LocIn: A Targeted Integration System for the Efficient Creation of Isogenic Mammalian Cell Lines

LocIn is a high-fidelity targeted integration platform that enables rapid, high‑quality generation of isogenic mammalian cell lines, eliminating the need for subcloning and significantly reducing development time. By standardising integration patterns, LocIn removes positional effects to support reliable genotype‑phenotype assessments and toxicology species cross‑reactivity studies. Single and multiplatform systems provide controlled low or high expression, ensuring consistent, integration and artefact-free cell lines for robust experimental comparison.

Smarter Cell Line Engineering for Rapid Cell Line Generation

Recent advances in biomedical research have highlighted the broad utility of stable cell lines, especially in areas like antibody and recombinant protein production, high throughput drug screening, and gene function studies. Traditional cell line generation workflows are labour intensive with long timelines, often resulting in inconsiderable financial commitment.

Key Features of LocIn

• Speed: Rapid generation of stable retargeted pools in as little as 12–14 days. 

• Uniformity: Consistent expression through locus-controlled cassette exchange. 
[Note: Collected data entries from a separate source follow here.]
// Copyright 2026 the Presto Authors
// SPDX-License-Identifier: Apache-2.0 OR MIT

//! Frame-paced rendering on a dedicated thread.
//!
//! `presto_pacing` drives the render passes of `presto_core`. Any thread may
//! ask for a frame; requests are coalesced into [`RenderReasons`] and the
//! render thread runs at most one frame per interval.
//!
//! [`RenderReasons`]: presto_core::reasons::RenderReasons
//!
//! # Architecture
//!
//! ```text
//!   UI thread(s)                         render thread
//!   ─────────────                        ─────────────
//!   request_update ──► pending flags ──► RenderCallback::render(reasons, collector)
//!   lock / unlock  ──► locked gate         │
//!   wait_for_rendering ◄── rendering_done ◄┘
//! ```
//!
//! **[`controller`]** — [`RenderingController`]: the thread, its request
//! flags, locking, pacing and shutdown.
//!
//! **[`renderer`]** — [`PresentingRenderer`]: a ready-made callback that
//! opens a root regional context, runs a draw closure and presents the dirty
//! region.
//!
//! **[`wait`]** — [`WaitHandle`] events backed by a futex on Linux or a
//! `parking_lot` condition variable elsewhere.
//!
//! **[`clock`]** — Monotonic host time.
//!
//! **[`config`]** / **[`error`]** — [`ControllerConfig`] and error types.
//!
//! # Crate features
//!
//! - `trace` (enabled by default): Forwards controller and renderer events to
//!   an attached [`TraceSink`](presto_core::trace::TraceSink).

pub mod clock;
pub mod config;
pub mod controller;
pub mod error;
pub mod renderer;
pub mod wait;

pub use config::ControllerConfig;
pub use controller::{ControllerState, RenderCallback, RenderingController};
pub use error::{ControllerError, WaitError};
pub use renderer::PresentingRenderer;
pub use wait::{WaitHandle, WaitStrategy};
• Control: Modular platform options (single/multiplatform) allow fine-tuned expression outputs. 

• Reliability:  Reduce integration site artefacts and variability for more reliable results.

• High Fidelity: Complete removal of original cassette ensures clean genotype-to-phenotype relationships.

How Does LocIn Work?

LocIn is an advanced targeted integration system designed for the efficient generation of cell lines by retargeting pre-defined genomic loci, known as "landing pads." These landing pads incorporate a fluorescent protein marker, enabling the easy identification of integrations at genomic sites that support high transgene expression. 

The system leverages Recombinase Mediated Cassette Exchange (RMCE) to precisely replace the landing pad cassette with a gene of interest. This approach ensures the complete removal of the original cassette during retargeting while exclusively integrating the desired gene.

The retargeted landing pad now contains a reconstituted blasticidin-resistance gene, while the HSV-thymidine kinase gene is flipped out into the cassette exchanged plasmid. 

The retargeted pool of cells then undergoes two sequential selection steps. First, a positive selection step with blasticidin to select cells that have successfully retargeted landing pads. Second, a negative selection step with ganciclovir ensures that in the multiplatform system, all platforms are retargeted in the final clonal pool.

The LocIn Platform System

The use of LV transduction and CRISPR-mediated gene editing allows for the LocIn platform to be stably integrated in the genome of a wide range of cell lines. The Multiplaform System has been successfully introduced into multiple adherent cell lines, with extensive data illustrating the stability of the platform and retargeted systems.

Retargeting Platform Cells

A simple transmembrane payload

The retargeting process takes 2-4 weeks depending on the gene of interest. Here we demonstrate an example of generating a fully retargeted clonal pool of CHO-K1 Multiplatform Cells in as little as 12 days.

The histograms below show the rapid loss of GFP after selection with blasticidin, followed by complete loss of GFP and high, homogenous expression of EpCAM after 5 days in negative selection with ganciclovir.

Retargeted Pool Expression Stability

Clonal pools of retargeted Multiplatform CHO-K1 and HEK293 cells maintain stable expression of the exogenous payload for over six weeks in culture, even without selection antibiotics. This long-term stability supports extended time-course studies and repeated experimental assays.

Complex multi-pass transmembrane payloads

LocIn systems are not limited to small, single-pass transmembrane proteins. Leveraging Recombinase Mediated Cassette Exchange (RCME) for precise replacement of the landing pad cassette with the gene of interest allows for the introduction of complex proteins such as GLP-1R (Glucagon-like peptide 1 receptor).

Summary

We have developed an advanced targeted integration platform that enables efficient generation of stable mammalian cell lines without reliance on labour-intensive or costly cloning workflows. The Multiplatform system supports high and uniform transgene expression and maintains stability in culture even in the absence of continuous antibiotic selection. Using two sequential selection steps, retargeted clonal pools can be established within as little as 12 days, yielding stable expression of the introduced gene without ongoing selective pressure. The LocIn architecture normalises integration profiles, facilitating more accurate comparisons across construct designs, while the Single and Multiplatform configurations provide adaptable options for applications requiring low or high expression levels.